- [Supplied data]:
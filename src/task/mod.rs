//! Task records, their state machine, and guarded transitions.

pub mod model;
pub mod state;
pub mod transition;

pub use model::{
    CreateOutcome, FailureKind, NewTask, Progress, ResourceRequest, Task, TaskEvent, TaskFailure,
    TaskFilter, TaskPage, TaskPatch,
};
pub use state::TaskState;
pub use transition::transition;
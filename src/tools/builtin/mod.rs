//! Built-in tools for operating the engine without domain tools.

use std::sync::Arc;

use crate::tools::ToolRegistry;

pub mod echo;
pub mod sleep;
pub mod write_text;

pub use echo::EchoTool;
pub use sleep::SleepTool;
pub use write_text::WriteTextTool;

/// Register every built-in tool.
pub fn register_builtin_tools(registry: &ToolRegistry) {
    registry.register_sync(Arc::new(EchoTool));
    registry.register_sync(Arc::new(SleepTool));
    registry.register_sync(Arc::new(WriteTextTool));
}
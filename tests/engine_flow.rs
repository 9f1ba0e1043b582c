//! End-to-end flows through the control API, scheduler, runners and watchdog.
//!
//! Background loops are not started; tests drive `Scheduler::run_once` and
//! `Watchdog::sweep_at` directly so time is under their control.

use std::sync::Arc;
use std::time::Duration;

use async_trait::async_trait;
use chrono::{DateTime, Utc};

use task_engine::Engine;
use task_engine::api::{ControlApi, ListRequest, SubmitRequest, TaskStatus};
use task_engine::config::{EngineConfig, PoolConfig};
use task_engine::context::ToolContext;
use task_engine::logs::LogLevel;
use task_engine::store::{LibSqlBackend, TaskStore};
use task_engine::task::{FailureKind, ResourceRequest, Task, TaskPatch, TaskState};
use task_engine::tools::builtin::register_builtin_tools;
use task_engine::tools::{Tool, ToolError, ToolOutput, ToolRegistry};

const TEST_TIMEOUT: Duration = Duration::from_secs(10);

/// Writes `lines` stdout lines, then succeeds.
struct ChattyTool;

#[async_trait]
impl Tool for ChattyTool {
    fn name(&self) -> &str {
        "chatty"
    }

    fn description(&self) -> &str {
        "Writes a fixed number of log lines"
    }

    async fn execute(&self, params: serde_json::Value, ctx: &ToolContext) -> Result<ToolOutput, ToolError> {
        let lines = params.get("lines").and_then(|v| v.as_u64()).unwrap_or(10);
        for i in 1..=lines {
            ctx.log(LogLevel::Info, &format!("line {i}")).await;
        }
        Ok(ToolOutput::success(serde_json::json!({ "lines": lines })))
    }
}

fn config(dir: &tempfile::TempDir, workers: usize, queue_limit: u64) -> EngineConfig {
    EngineConfig {
        db_path: dir.path().join("tasks.db"),
        artifact_dir: dir.path().join("artifacts"),
        pools: vec![PoolConfig {
            resource_class: "default".into(),
            workers,
            queue_limit,
        }],
        heartbeat_interval: Duration::from_millis(50),
        heartbeat_grace: Duration::from_secs(30),
        ..Default::default()
    }
}

fn tools() -> Arc<ToolRegistry> {
    let tools = Arc::new(ToolRegistry::new());
    register_builtin_tools(&tools);
    tools.register_sync(Arc::new(ChattyTool));
    tools
}

async fn memory_engine(dir: &tempfile::TempDir, workers: usize, queue_limit: u64) -> Engine {
    let store: Arc<dyn TaskStore> = Arc::new(LibSqlBackend::new_memory().await.unwrap());
    Engine::with_store(config(dir, workers, queue_limit), store, tools())
        .await
        .unwrap()
}

fn request(tool: &str, inputs: serde_json::Value) -> SubmitRequest {
    SubmitRequest {
        tool_name: tool.into(),
        inputs,
        ..Default::default()
    }
}

fn long_sleep() -> SubmitRequest {
    request("sleep", serde_json::json!({ "seconds": 60, "steps": 600 }))
}

async fn wait_for<F>(api: &ControlApi, task_id: &str, done: F) -> TaskStatus
where
    F: Fn(&TaskStatus) -> bool,
{
    tokio::time::timeout(TEST_TIMEOUT, async {
        loop {
            let status = api.get_task_status(task_id).await.unwrap();
            if done(&status) {
                return status;
            }
            tokio::time::sleep(Duration::from_millis(10)).await;
        }
    })
    .await
    .expect("task did not reach the expected state in time")
}

async fn wait_terminal(api: &ControlApi, task_id: &str) -> TaskStatus {
    wait_for(api, task_id, |s| s.state.is_terminal()).await
}

/// Put a queued task on a worker that will never report, started at `started`.
async fn start_on_ghost(store: &Arc<dyn TaskStore>, task_id: &str, worker: &str, started: DateTime<Utc>) -> Task {
    let id = task_id.parse().unwrap();
    let queued = store.get_task(id).await.unwrap().unwrap();
    let scheduled = store
        .update_task(id, TaskState::Queued, TaskPatch::scheduled(worker, started))
        .await
        .unwrap();
    assert_eq!(queued.state, TaskState::Queued);
    store
        .update_task(id, TaskState::Scheduled, TaskPatch::started(&scheduled, started))
        .await
        .unwrap()
}

/// Every recorded transition follows a legal edge from the previous state.
async fn assert_valid_history(api: &ControlApi, task_id: &str) {
    let events = api.list_task_events(task_id).await.unwrap();
    assert!(!events.is_empty());
    assert_eq!(events[0].from_state, None);
    assert_eq!(events[0].to_state, TaskState::Queued);

    for pair in events.windows(2) {
        let (prev, next) = (&pair[0], &pair[1]);
        assert_eq!(next.from_state, Some(prev.to_state), "gap in history of {task_id}");
        assert!(
            prev.to_state.can_transition_to(next.to_state),
            "illegal edge {} -> {}",
            prev.to_state,
            next.to_state
        );
        assert!(next.version > prev.version);
    }
}

#[tokio::test]
async fn higher_priority_runs_first_despite_later_submission() {
    let dir = tempfile::tempdir().unwrap();
    let engine = memory_engine(&dir, 1, 16).await;
    let api = engine.api();

    let low = api
        .submit_task("alice", SubmitRequest { priority: 5, ..long_sleep() })
        .await
        .unwrap();
    let high = api
        .submit_task("alice", SubmitRequest { priority: 9, ..long_sleep() })
        .await
        .unwrap();
    assert_eq!(high.position, 0);

    assert_eq!(engine.scheduler().run_once().await.unwrap(), 1);

    let high = api.get_task_status(&high.task_id.to_string()).await.unwrap();
    let low = api.get_task_status(&low.task_id.to_string()).await.unwrap();
    assert!(high.state.holds_lease());
    assert_eq!(low.state, TaskState::Queued);

    engine.shutdown().await;
}

#[tokio::test]
async fn idempotent_submission_creates_one_task() {
    let dir = tempfile::tempdir().unwrap();
    let engine = memory_engine(&dir, 1, 16).await;
    let api = engine.api();

    let req = SubmitRequest {
        idempotency_key: Some("relax-42".into()),
        ..request("echo", serde_json::json!({"n": 1}))
    };
    let first = api.submit_task("alice", req.clone()).await.unwrap();
    let second = api.submit_task("alice", req).await.unwrap();

    assert_eq!(first.task_id, second.task_id);
    let all = api.list_tasks(ListRequest::default()).await.unwrap();
    assert_eq!(all.tasks.len(), 1);
}

#[tokio::test]
async fn admission_control_rejects_full_queue() {
    let dir = tempfile::tempdir().unwrap();
    let engine = memory_engine(&dir, 0, 2).await;
    let api = engine.api();

    api.submit_task("alice", request("echo", serde_json::json!({}))).await.unwrap();
    api.submit_task("alice", request("echo", serde_json::json!({}))).await.unwrap();
    let err = api
        .submit_task("alice", request("echo", serde_json::json!({})))
        .await
        .unwrap_err();
    assert_eq!(err.kind(), "queue_full");

    // Other classes have their own budget.
    let gpu = SubmitRequest {
        resources: ResourceRequest {
            resource_class: "gpu".into(),
            ..Default::default()
        },
        ..request("echo", serde_json::json!({}))
    };
    api.submit_task("alice", gpu).await.unwrap();
}

#[tokio::test]
async fn overrun_task_times_out_regardless_of_attempts() {
    let dir = tempfile::tempdir().unwrap();
    let engine = memory_engine(&dir, 0, 16).await;
    let api = engine.api();

    let mut req = request("sleep", serde_json::json!({"seconds": 1}));
    req.resources.max_runtime_s = Some(5);
    req.max_attempts = Some(3);
    let submitted = api.submit_task("alice", req).await.unwrap();
    let id = submitted.task_id.to_string();

    let start = Utc::now();
    start_on_ghost(&engine.store(), &id, "ghost-0", start).await;

    let report = engine
        .watchdog()
        .sweep_at(start + chrono::Duration::seconds(6))
        .await
        .unwrap();
    assert_eq!(report.timed_out, 1);

    let status = api.get_task_status(&id).await.unwrap();
    assert_eq!(status.state, TaskState::TimedOut);
    assert!(status.worker_id.is_none());
    let result = api.get_task_result(&id).await.unwrap();
    assert_eq!(result.error.unwrap().kind, FailureKind::Timeout);
    assert!(result.result.is_none());
    assert_valid_history(&api, &id).await;
}

#[tokio::test]
async fn lost_worker_requeues_then_fails() {
    let dir = tempfile::tempdir().unwrap();
    let engine = memory_engine(&dir, 0, 16).await;
    let api = engine.api();

    let mut req = long_sleep();
    req.max_attempts = Some(2);
    let id = api.submit_task("alice", req).await.unwrap().task_id.to_string();

    let start = Utc::now();
    start_on_ghost(&engine.store(), &id, "ghost-0", start).await;
    let report = engine
        .watchdog()
        .sweep_at(start + chrono::Duration::seconds(31))
        .await
        .unwrap();
    assert_eq!(report.requeued, 1);

    let status = api.get_task_status(&id).await.unwrap();
    assert_eq!(status.state, TaskState::Queued);
    assert_eq!(status.attempt, 2);
    assert!(status.worker_id.is_none());

    let restart = start + chrono::Duration::seconds(40);
    start_on_ghost(&engine.store(), &id, "ghost-1", restart).await;
    let report = engine
        .watchdog()
        .sweep_at(restart + chrono::Duration::seconds(31))
        .await
        .unwrap();
    assert_eq!(report.failed, 1);

    let result = api.get_task_result(&id).await.unwrap();
    assert_eq!(result.state, TaskState::Failed);
    assert_eq!(result.error.unwrap().kind, FailureKind::WorkerLost);
    assert_valid_history(&api, &id).await;
}

#[tokio::test]
async fn running_task_cancels_at_checkpoint() {
    let dir = tempfile::tempdir().unwrap();
    let engine = memory_engine(&dir, 1, 16).await;
    let api = engine.api();

    let id = api.submit_task("alice", long_sleep()).await.unwrap().task_id.to_string();
    engine.scheduler().run_once().await.unwrap();
    wait_for(&api, &id, |s| s.state == TaskState::Running).await;

    let cancel = api.cancel_task(&id, Some("no longer needed")).await.unwrap();
    assert!(cancel.acknowledged);
    assert_eq!(cancel.state, TaskState::CancelRequested);

    let done = wait_terminal(&api, &id).await;
    assert_eq!(done.state, TaskState::Cancelled);
    assert!(done.cancel_requested);

    let result = api.get_task_result(&id).await.unwrap();
    assert_eq!(result.error.unwrap().message, "no longer needed");
    assert_valid_history(&api, &id).await;

    // The worker is released right after the terminal write.
    tokio::time::timeout(TEST_TIMEOUT, async {
        while api.engine_stats().await.unwrap().queues[0].idle != 1 {
            tokio::time::sleep(Duration::from_millis(10)).await;
        }
    })
    .await
    .expect("worker was not released");
}

#[tokio::test]
async fn cancel_racing_completion_resolves_once() {
    let dir = tempfile::tempdir().unwrap();
    let engine = memory_engine(&dir, 4, 64).await;
    let api = engine.api();

    let mut ids = Vec::new();
    for i in 0..8 {
        let req = request("sleep", serde_json::json!({"seconds": 0.02 * i as f64, "steps": 2}));
        ids.push(api.submit_task("alice", req).await.unwrap().task_id.to_string());
    }

    for round in 0..4 {
        engine.scheduler().run_once().await.unwrap();
        for id in ids.iter().skip(round * 2).take(2) {
            api.cancel_task(id, None).await.unwrap();
        }
        tokio::time::sleep(Duration::from_millis(30)).await;
    }

    for id in &ids {
        let status = wait_terminal(&api, id).await;
        assert!(
            matches!(
                status.state,
                TaskState::Cancelled | TaskState::Succeeded | TaskState::Failed
            ),
            "unexpected terminal state {}",
            status.state
        );
        assert_valid_history(&api, id).await;

        let result = api.get_task_result(id).await.unwrap();
        assert!(result.result.is_some() != result.error.is_some());
    }
}

#[tokio::test]
async fn log_pages_are_gap_free() {
    let dir = tempfile::tempdir().unwrap();
    let engine = memory_engine(&dir, 1, 16).await;
    let api = engine.api();

    let id = api
        .submit_task("alice", request("chatty", serde_json::json!({"lines": 40})))
        .await
        .unwrap()
        .task_id
        .to_string();
    engine.scheduler().run_once().await.unwrap();
    wait_terminal(&api, &id).await;

    let mut seqs = Vec::new();
    let mut cursor: Option<String> = None;
    loop {
        let page = api.tail_task_logs(&id, cursor.as_deref(), 7).await.unwrap();
        assert!(page.lines.len() <= 7);
        seqs.extend(page.lines.iter().map(|l| l.seq));
        cursor = Some(page.next_cursor.clone());
        if !page.truncated {
            break;
        }
    }

    let total = seqs.len() as u64;
    assert!(total >= 40);
    assert_eq!(seqs, (1..=total).collect::<Vec<u64>>());
}

#[tokio::test]
async fn artifacts_are_resolvable_with_the_result() {
    let dir = tempfile::tempdir().unwrap();
    let engine = memory_engine(&dir, 1, 16).await;
    let api = engine.api();

    let id = api
        .submit_task(
            "alice",
            request("write_text", serde_json::json!({"name": "energies.csv", "content": "e\n-1.50\n"})),
        )
        .await
        .unwrap()
        .task_id
        .to_string();
    engine.scheduler().run_once().await.unwrap();
    let status = wait_terminal(&api, &id).await;
    assert_eq!(status.state, TaskState::Succeeded);

    let result = api.get_task_result(&id).await.unwrap();
    assert_eq!(result.artifacts.len(), 1);
    let artifact = &result.artifacts[0];
    assert_eq!(artifact.name, "energies.csv");
    assert_eq!(artifact.size_bytes, 8);
    assert!(artifact.checksum.starts_with("sha256:"));
    assert_eq!(
        artifact.download_url,
        format!("/artifacts/{}/energies.csv", artifact.artifact_id)
    );
    assert_eq!(artifact.expires_at, status.expires_at);
}

#[tokio::test]
async fn tasks_survive_restart_and_orphans_are_recovered() {
    let dir = tempfile::tempdir().unwrap();

    let (done_id, orphan_id) = {
        let engine = Engine::open(config(&dir, 1, 16), tools()).await.unwrap();
        let api = engine.api();

        let done = api
            .submit_task("alice", request("echo", serde_json::json!({"keep": true})))
            .await
            .unwrap()
            .task_id
            .to_string();
        engine.scheduler().run_once().await.unwrap();
        wait_terminal(&api, &done).await;

        let orphan = api.submit_task("alice", long_sleep()).await.unwrap().task_id.to_string();
        engine.scheduler().run_once().await.unwrap();
        wait_for(&api, &orphan, |s| s.state == TaskState::Running).await;

        engine.shutdown().await;
        (done, orphan)
    };

    let engine = Engine::open(config(&dir, 1, 16), tools()).await.unwrap();
    let api = engine.api();

    let result = api.get_task_result(&done_id).await.unwrap();
    assert_eq!(result.state, TaskState::Succeeded);
    assert_eq!(result.result.unwrap()["keep"], true);

    // The previous process's runner is gone; its heartbeat goes stale.
    let orphan = api.get_task_status(&orphan_id).await.unwrap();
    assert_eq!(orphan.state, TaskState::Running);
    let report = engine
        .watchdog()
        .sweep_at(Utc::now() + chrono::Duration::seconds(31))
        .await
        .unwrap();
    assert_eq!(report.requeued, 1);

    let orphan = api.get_task_status(&orphan_id).await.unwrap();
    assert_eq!(orphan.state, TaskState::Queued);
    assert_eq!(orphan.attempt, 2);
    assert_valid_history(&api, &orphan_id).await;
}
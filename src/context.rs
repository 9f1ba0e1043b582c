//! Tool context: what a running tool can see and report through.

use std::path::{Path, PathBuf};
use std::sync::Arc;

use chrono::Utc;
use tokio::sync::watch;
use uuid::Uuid;

use crate::logs::{LogLevel, LogStream, LogStreamKind};
use crate::store::TaskStore;
use crate::task::{Progress, Task, TaskPatch, TaskState, transition};
use crate::tools::ToolError;

/// Context handed to a tool by its runner.
pub struct ToolContext {
    task_id: Uuid,
    worker_id: String,
    attempt: u32,
    output_dir: PathBuf,
    store: Arc<dyn TaskStore>,
    logs: Arc<LogStream>,
    /// Flips to true when the heartbeat loop finds the lease gone.
    lease_lost: watch::Receiver<bool>,
}

impl ToolContext {
    pub fn new(
        task: &Task,
        worker_id: &str,
        output_root: &Path,
        store: Arc<dyn TaskStore>,
        logs: Arc<LogStream>,
        lease_lost: watch::Receiver<bool>,
    ) -> Self {
        Self {
            task_id: task.task_id,
            worker_id: worker_id.to_string(),
            attempt: task.attempt,
            output_dir: output_root.join(task.task_id.to_string()),
            store,
            logs,
            lease_lost,
        }
    }

    pub fn task_id(&self) -> Uuid {
        self.task_id
    }

    pub fn worker_id(&self) -> &str {
        &self.worker_id
    }

    /// 1-based attempt number of this execution.
    pub fn attempt(&self) -> u32 {
        self.attempt
    }

    /// Directory reserved for this task's output files. Not created eagerly.
    pub fn output_dir(&self) -> &Path {
        &self.output_dir
    }

    /// Append a stdout line to the task log.
    pub async fn log(&self, level: LogLevel, message: &str) {
        self.write(LogStreamKind::Stdout, level, message).await;
    }

    /// Append a stderr line to the task log.
    pub async fn log_stderr(&self, message: &str) {
        self.write(LogStreamKind::Stderr, LogLevel::Error, message).await;
    }

    async fn write(&self, stream: LogStreamKind, level: LogLevel, message: &str) {
        if let Err(e) = self.logs.append(self.task_id, stream, level, message).await {
            tracing::warn!(task_id = %self.task_id, error = %e, "Dropped tool log line");
        }
    }

    /// Publish a progress snapshot. Ignored once the lease is gone.
    pub async fn progress(&self, progress: Progress) {
        match self
            .store
            .record_progress(self.task_id, &self.worker_id, &progress, Utc::now())
            .await
        {
            Ok(true) => {}
            Ok(false) => {
                tracing::debug!(task_id = %self.task_id, "Progress dropped, task no longer owned")
            }
            Err(e) => tracing::warn!(task_id = %self.task_id, error = %e, "Failed to record progress"),
        }
    }

    /// True once the heartbeat loop observed the lease being taken away.
    pub fn lease_lost(&self) -> bool {
        *self.lease_lost.borrow()
    }

    /// Cheap read of the cancellation flag.
    pub async fn cancel_requested(&self) -> bool {
        matches!(
            self.store.get_task(self.task_id).await,
            Ok(Some(task)) if task.cancel_requested
        )
    }

    /// Cooperative checkpoint. Returns `Err(ToolError::Cancelled)` after
    /// acknowledging a pending cancellation, `Err(ToolError::LeaseLost)` if
    /// this runner no longer owns the task, otherwise `Ok(())`.
    pub async fn checkpoint(&self) -> Result<(), ToolError> {
        if self.lease_lost() {
            return Err(ToolError::LeaseLost);
        }

        let task = match self.store.get_task(self.task_id).await {
            Ok(Some(task)) => task,
            Ok(None) => return Err(ToolError::LeaseLost),
            Err(e) => {
                // Store hiccup: keep working, the next checkpoint rereads.
                tracing::warn!(task_id = %self.task_id, error = %e, "Checkpoint read failed");
                return Ok(());
            }
        };
        if task.worker_id.as_deref() != Some(self.worker_id.as_str()) {
            return Err(ToolError::LeaseLost);
        }

        match task.state {
            TaskState::Running => Ok(()),
            TaskState::Cancelling => Err(ToolError::Cancelled),
            TaskState::CancelRequested => {
                let actor = format!("runner:{}", self.worker_id);
                match transition(
                    self.store.as_ref(),
                    &task,
                    TaskPatch::to(TaskState::Cancelling),
                    &actor,
                    Some("cancellation acknowledged"),
                )
                .await
                {
                    Ok(_) => {
                        self.logs
                            .system(self.task_id, LogLevel::Warn, "Cancellation acknowledged")
                            .await;
                        Err(ToolError::Cancelled)
                    }
                    // Someone else moved the task first (watchdog, completion).
                    Err(e) if e.is_conflict() => Err(ToolError::LeaseLost),
                    Err(e) => {
                        tracing::warn!(task_id = %self.task_id, error = %e, "Failed to acknowledge cancel");
                        Err(ToolError::Cancelled)
                    }
                }
            }
            _ => Err(ToolError::LeaseLost),
        }
    }
}

#[cfg(test)]
mod tests {
    use super::*;
    use crate::store::LibSqlBackend;
    use crate::task::{NewTask, ResourceRequest};

    async fn running_task(store: &Arc<dyn TaskStore>, worker: &str) -> Task {
        let task = Task::queued(
            NewTask {
                tool_name: "sleep".into(),
                inputs: serde_json::json!({}),
                caller_scope: "anon".into(),
                resources: ResourceRequest::default(),
                max_runtime_s: 60,
                priority: 0,
                ttl_s: 60,
                idempotency_key: None,
                max_attempts: 1,
                tags: vec![],
            },
            Utc::now(),
        );
        store.create_task(&task, 10).await.unwrap();
        let t = store
            .update_task(task.task_id, TaskState::Queued, TaskPatch::scheduled(worker, Utc::now()))
            .await
            .unwrap();
        store
            .update_task(t.task_id, TaskState::Scheduled, TaskPatch::started(&t, Utc::now()))
            .await
            .unwrap()
    }

    async fn context_for(worker: &str) -> (ToolContext, Arc<dyn TaskStore>, Task, watch::Sender<bool>) {
        let store: Arc<dyn TaskStore> = Arc::new(LibSqlBackend::new_memory().await.unwrap());
        let logs = Arc::new(LogStream::new(Arc::clone(&store)));
        let task = running_task(&store, worker).await;
        let (tx, rx) = watch::channel(false);
        let ctx = ToolContext::new(&task, worker, Path::new("/tmp/out"), Arc::clone(&store), logs, rx);
        (ctx, store, task, tx)
    }

    #[tokio::test]
    async fn checkpoint_passes_while_running() {
        let (ctx, _store, task, _tx) = context_for("w-1").await;
        assert!(ctx.checkpoint().await.is_ok());
        assert_eq!(ctx.output_dir(), Path::new("/tmp/out").join(task.task_id.to_string()));
    }

    #[tokio::test]
    async fn checkpoint_acknowledges_cancel() {
        let (ctx, store, task, _tx) = context_for("w-1").await;
        store
            .update_task(task.task_id, TaskState::Running, TaskPatch::cancel_requested(None))
            .await
            .unwrap();

        assert!(ctx.cancel_requested().await);
        assert!(matches!(ctx.checkpoint().await, Err(ToolError::Cancelled)));
        let stored = store.get_task(task.task_id).await.unwrap().unwrap();
        assert_eq!(stored.state, TaskState::Cancelling);
        // Repeated checkpoints keep reporting cancellation.
        assert!(matches!(ctx.checkpoint().await, Err(ToolError::Cancelled)));
    }

    #[tokio::test]
    async fn checkpoint_reports_lost_lease() {
        let (ctx, _store, _task, tx) = context_for("w-1").await;
        tx.send(true).unwrap();
        assert!(matches!(ctx.checkpoint().await, Err(ToolError::LeaseLost)));
    }
}
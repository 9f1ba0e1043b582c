//! Echo tool: returns its inputs unchanged.

use async_trait::async_trait;

use crate::context::ToolContext;
use crate::logs::LogLevel;
use crate::tools::tool::{Tool, ToolError, ToolOutput};

#[derive(Debug, Default)]
pub struct EchoTool;

#[async_trait]
impl Tool for EchoTool {
    fn name(&self) -> &str {
        "echo"
    }

    fn description(&self) -> &str {
        "Return the inputs as the task result."
    }

    async fn execute(
        &self,
        params: serde_json::Value,
        ctx: &ToolContext,
    ) -> Result<ToolOutput, ToolError> {
        ctx.log(LogLevel::Info, "echoing inputs").await;
        Ok(ToolOutput::success(params))
    }
}
/// Canonical column names of the placement form export, used to keep the
/// pipeline and the sheets consistent.
pub const COL_FULL_NAME: &str = "Full Name";
pub const COL_NAME: &str = "Name";
pub const COL_SERIAL: &str = "Sr No";
pub const COL_10TH_PERCENTAGE: &str = "10th Percentage";
pub const COL_10TH_YEAR: &str = "10th Year of Passing";
pub const COL_12TH_PERCENTAGE: &str = "12th/ Diploma Percentage";
pub const COL_12TH_YEAR: &str = "12th/ Diploma Year of Passing";
pub const COL_BTECH_CGPA: &str = "BTech CGPA";
pub const COL_BTECH_PERCENTAGE: &str = "BTech Percentage";
pub const COL_LIVE_KT: &str = "Live KT";
pub const COL_DROP: &str = "Drop";
pub const COL_GAP: &str = "Gap";
pub const COL_RESUME: &str = "Resume";

/// Columns the pipeline reads; all of them must be present in the input
/// sheet, checked up front before any stage runs.
pub const REQUIRED_COLUMNS: [&str; 11] = [
    COL_FULL_NAME,
    COL_10TH_PERCENTAGE,
    COL_10TH_YEAR,
    COL_12TH_PERCENTAGE,
    COL_12TH_YEAR,
    COL_BTECH_CGPA,
    COL_BTECH_PERCENTAGE,
    COL_LIVE_KT,
    COL_DROP,
    COL_GAP,
    COL_RESUME,
];

/// Administrative and contact columns removed from the cleaned sheet.
/// Entries missing from a given sheet are skipped silently.
pub const DROPPED_COLUMNS: [&str; 13] = [
    "Timestamp",
    "Email address",
    "College Roll No",
    "Job Role",
    "Minor Course",
    COL_LIVE_KT,
    "Dead KT",
    COL_DROP,
    COL_GAP,
    "Are you placed?",
    "Company Name 1",
    "Company Name 2",
    "Statement of Acknowledgement",
];

/// Default preference order for the cleaned sheet's columns. Matched columns
/// come first in this order; anything else keeps its original position after
/// them.
pub fn default_column_order() -> Vec<String> {
    [
        COL_FULL_NAME,
        "Personal Email ID",
        "CollegeRollNo",
        "Contact No",
        "Gender",
        "Branch",
        "BTech Major Course",
        "College Name",
        COL_10TH_PERCENTAGE,
        COL_10TH_YEAR,
        COL_12TH_PERCENTAGE,
        COL_12TH_YEAR,
        "Degree",
        COL_BTECH_CGPA,
        COL_BTECH_PERCENTAGE,
        "Batch",
        COL_RESUME,
    ]
    .iter()
    .map(|name| name.to_string())
    .collect()
}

- [Your task]: Count the lines of the material above that contain the string "stored". Write nothing but the count.

- [Output for this task]: 2